Video and the Changing Role of ‘Social Media’ Employees

Social media is no longer the arrow that points to content: It is content in and of itself.

The line distinguishing social media and content continues to blur. Led by Facebook’s aggressive video strategy, social media companies are making a concerted effort to keep people native to their platforms instead of directing them elsewhere. Social media is no longer the arrow that points to content: It is content in and of itself.

This shift should inform how organization’s social media employees are both hired and utilized, along with the structuring of a holistic content strategy. It also provides a challenge to current social media employees to expand their skill sets and to reshape internal conceptions of their managed platforms.

The latest State of Social Marketing Report from Simply Measured shows that 57 percent of social media employees roll up to marketing within organizations, with another 22 percent rolling up to communications or public relations. Going forward, it makes sense for them to spend more time working alongside content and production teams as programming is mapped out. Content needs to be created that will flourish on Facebook, Instagram, Twitter, Vine and Snapchat natively and to push those platforms to develop into individual revenue streams.

Over the past year, our social team at Whistle Sports Network has gradually increased participation in weekly content strategy meetings and ideations for brand campaigns. This has allowed our team to get a better understanding of the content creative process while bringing input from what is trending across social media and offering adaptation strategies for Facebook- and Twitter-owned platforms. This has helped improve our overall engagement and reach on brand campaigns. It has also helped our team better understand the challenges of the production and programming process.

It is not a matter of if Facebook and Twitter are going to monetize video–it is a matter of when (Facebook has already started with a small group of properties). It is unlikely that they will leave their other owned video-driven properties behind for long, Instagram and Vine. Snapchat is more complex but remains a valuable component for branded campaigns and a rapidly expanding tool for direct access to a millennial dominated audience.

So why not think of these platforms in the same way as YouTube or other owned and operated video platforms? Why not incorporate those who operate the platforms daily into the content planning process?

When hiring social media employees, their ability to ideate and think in a programmatic way should be considered as critical criteria. Production skills and experience working on multiple content series are valuable attributes. The ability to handle basic editing tasks is increasingly valuable and, while writing skills should have always been considered, being able to format short scripts and series pitches is useful.
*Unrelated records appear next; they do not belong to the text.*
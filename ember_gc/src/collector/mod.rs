//! Collection driver.
//!
//! All chunk, arena, root and compartment state lives in [`GcState`] behind
//! the GC lock in [`GcShared`]. A collection runs with the lock held from
//! the moment background work has drained until the sweep job is handed to
//! the helper thread:
//!
//! 1. Wait for background sweeping and cancel background allocation
//! 2. Copy free lists back into their arenas
//! 3. Mark (see [`mark`])
//! 4. Sweep and finalize (see [`sweep`]), lending background-finalizable
//!    arenas to the helper thread
//! 5. Recompute triggers and hand the sweep job over

mod mark;
pub(crate) mod marker;
mod sweep;

use std::cell::RefCell;
use std::collections::BTreeMap;
use std::rc::Rc;
use std::sync::Arc;
use std::sync::atomic::{AtomicBool, AtomicU8};
use std::time::Instant;

use parking_lot::{Mutex, MutexGuard};

use crate::cell::{GcCell, ThingView};
use crate::compartment::{Compartment, CompartmentId};
use crate::config::GcConfig;
use crate::error::{GcError, GcResult};
use crate::heap::arena::ArenaHeader;
use crate::heap::arena::SweepOutcome;
use crate::heap::arena_lists::ArenaList;
use crate::heap::chunk::ArenaSlot;
use crate::heap::platform::PageAllocator;
use crate::heap::{ARENA_SIZE, ArenaId, GcHeap};
use crate::helper::{self, GcHelper, HelperState};
use crate::kind::AllocKind;
use crate::roots::{ConservativeStats, RootRegistry};
use crate::stats::{GcPhase, GcStats};
use crate::trace::{TraceHooks, Tracer};
use crate::trigger::{GcRequest, GcSchedule, HeapTrigger};
use crate::weak::{AtomTable, Liveness, WeakMaps, WeakRoots};

// =============================================================================
// Public enums
// =============================================================================

/// How aggressively a collection returns memory.
#[derive(Debug, Clone, Copy, PartialEq, Eq, Default)]
pub enum GcKind {
    /// Regular collection.
    #[default]
    Normal,
    /// Also expire every pooled chunk and decommit free arenas.
    Shrink,
}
Current social media employees need to challenge themselves to view their managed platforms not just as marketing tools but as content hubs. This requires an upleveling of scheduling, consistency and a deeper understanding of the necessary style for video content platform to platform. They also must push their internal peers to not exclusively put “social media” platforms in a separate bucket from YouTube and other owned/operated platforms, especially Facebook.

The strategy for video content needs to account for how it will perform on both YouTube and Facebook, along with how it will fit on Instagram, Twitter and Snapchat. It cannot continually default to having social media platforms publish short-form teasers of a final product that pushes people to YouTube or another platform. The more Facebook and other platforms clean up their video tools, which are rapidly improving each day, the more brands and advertisers will value views on the platform, if they don’t already.

It is necessary to evaluate how much time your social media staff is spending with the marketing or communications team helping to pursue their goals compared with the time spent with the content or production staff.

Joe Caporoso is director of social media at sports video content provider Whistle Sports Network.